What is the closest point to a plane?

Question

I can't solve this question: Let $\mathcal{P}$ be the plane containing the points $(-3,4,-2)$, $(1,4,0)$, and $(3,2,-1)$. Find the point in this plane that is closest to $(0,3,-1)$.

I don't know how to do this question. Any hints/solutions? If it is vectors, then I am pretty sure I don't know how to do it. :(

Answer 1

It is the orthogonal projection $H$ of the $M(0,3,-1)$ onto the plane defined by the points $A(-3,4,-2)$, $B(1,4,0)$ and $C(3,2,-1)$.

• If the vectors $\overrightarrow{AB}$ and $\overrightarrow{AC}$ are orthogonal, it is given by the formula $$\overrightarrow{AH}=\frac{\overrightarrow{AM}\cdot\overrightarrow{AB}}{\overrightarrow{AB}\cdot\overrightarrow{AB}}\,\overrightarrow{AB}+\frac{\overrightarrow{AM}\cdot\overrightarrow{AC}}{\overrightarrow{AC}\cdot\overrightarrow{AC}}\,\overrightarrow{AC}.\tag{1}$$ To end determining the point $H$, just calculate $$\overrightarrow{OH}=\overrightarrow{OA}+\overrightarrow{AH}.$$

• If the vectors $\overrightarrow{AB}$ and $\overrightarrow{AC}$ are not orthogonal, you first have to deduce an orthogonal basis of the plane $\bigl\langle\overrightarrow{AB}, \overrightarrow{AC}\bigr\rangle$ by Gram-Schmidt process: if $$\overrightarrow{AC'}=\overrightarrow{AC}-\frac{\overrightarrow{AM}\cdot\overrightarrow{AB}}{\overrightarrow{AB}\cdot\overrightarrow{AB}}\,\overrightarrow{AB},$$ the vectors $\overrightarrow{AB}$ and $\overrightarrow{AC'}$ are orthogonal, and you can apply formula $(1)$.

Answer 2

1. Find two vectors lying on the plane: $v_1=(-3,4,-2)-(1,4,0)=(-4,0,-2)$ and $v_2=(1,4,0)-(3,2,-1)=(-2,2,1)$. Rescale $v_1$ to $(2,0,1)$ for simplicity.
2. Compute their cross product to obtain a normal vector $v_3$ for the plane. $$v_3 = v_1\times v_2=\left| \begin{matrix} {\bf i} & {\bf j} & {\bf k} \\ 2&0&1\\-2&2&1 \end{matrix} \right| =-2{\bf i}-4{\bf j}+4{\bf k} $$
3. Parametrize the straight line $L$ passing through $(0,3,-1)$ with the direction $v_3$ (i.e. normal to the plane) with $(0,3,-1)+tv_3 \,\forall t\in\Bbb R$. $$(0,3,-1)+tv_3=(-2t,3-4t,-1+4t) \tag{$L$}\label{L}$$ Each point on $L$ corresponds to a value of $t$.
4. Find the intersection of $L$ with the plane.

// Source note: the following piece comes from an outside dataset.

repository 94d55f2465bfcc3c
pub mod middleware;
pub mod tracing;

Let $x\in L \cap{\cal P}$. Since $x \in L$, express $x$ in terms of $t$: $x=(-2t,3-4t,-1+4t)$. It's given that $(-3,4,-2)$ lies on the plane, so \begin{align} v=x-(-3,4,-2)&=(-2t,3-4t,-1+4t)-(-3,4,-2)\\ &=(3-2t,-1-4t,1+4t) \end{align} is parallel to the plane.
5. Compute the dot product $v\cdot v_3 = 0$ in terms of $t$. ($v$ is parallel to the plane, while $v_3$ is normal to the plane.) \begin{align} v\cdot v_3&=(3-2t,-1-4t,1+4t)\cdot(-2,-4,4)\\ &=-6+4t+4+16t+4+16t\\ &=36t+2 = 0 \\ \therefore t &=-\frac{1}{18} \\ x&=\left(-2\left(-\frac{1}{18}\right),3-4\left(-\frac{1}{18}\right),-1+4\left(-\frac{1}{18}\right)\right) \\ &= \left(\frac{1}{9},\frac{29}{9},-\frac{11}{9}\right) \end{align} So the required distance is \begin{align} {\rm dist}((0,3,-1),x) &= \sqrt{\left(\frac19\right)^2+\left(\frac{29}{9}-3\right)^2+\left(-\frac{11}{9}+1\right)^2} \\ &= \frac{\sqrt{1^2+2^2+(-2)^2}}{9} = \frac13 \end{align}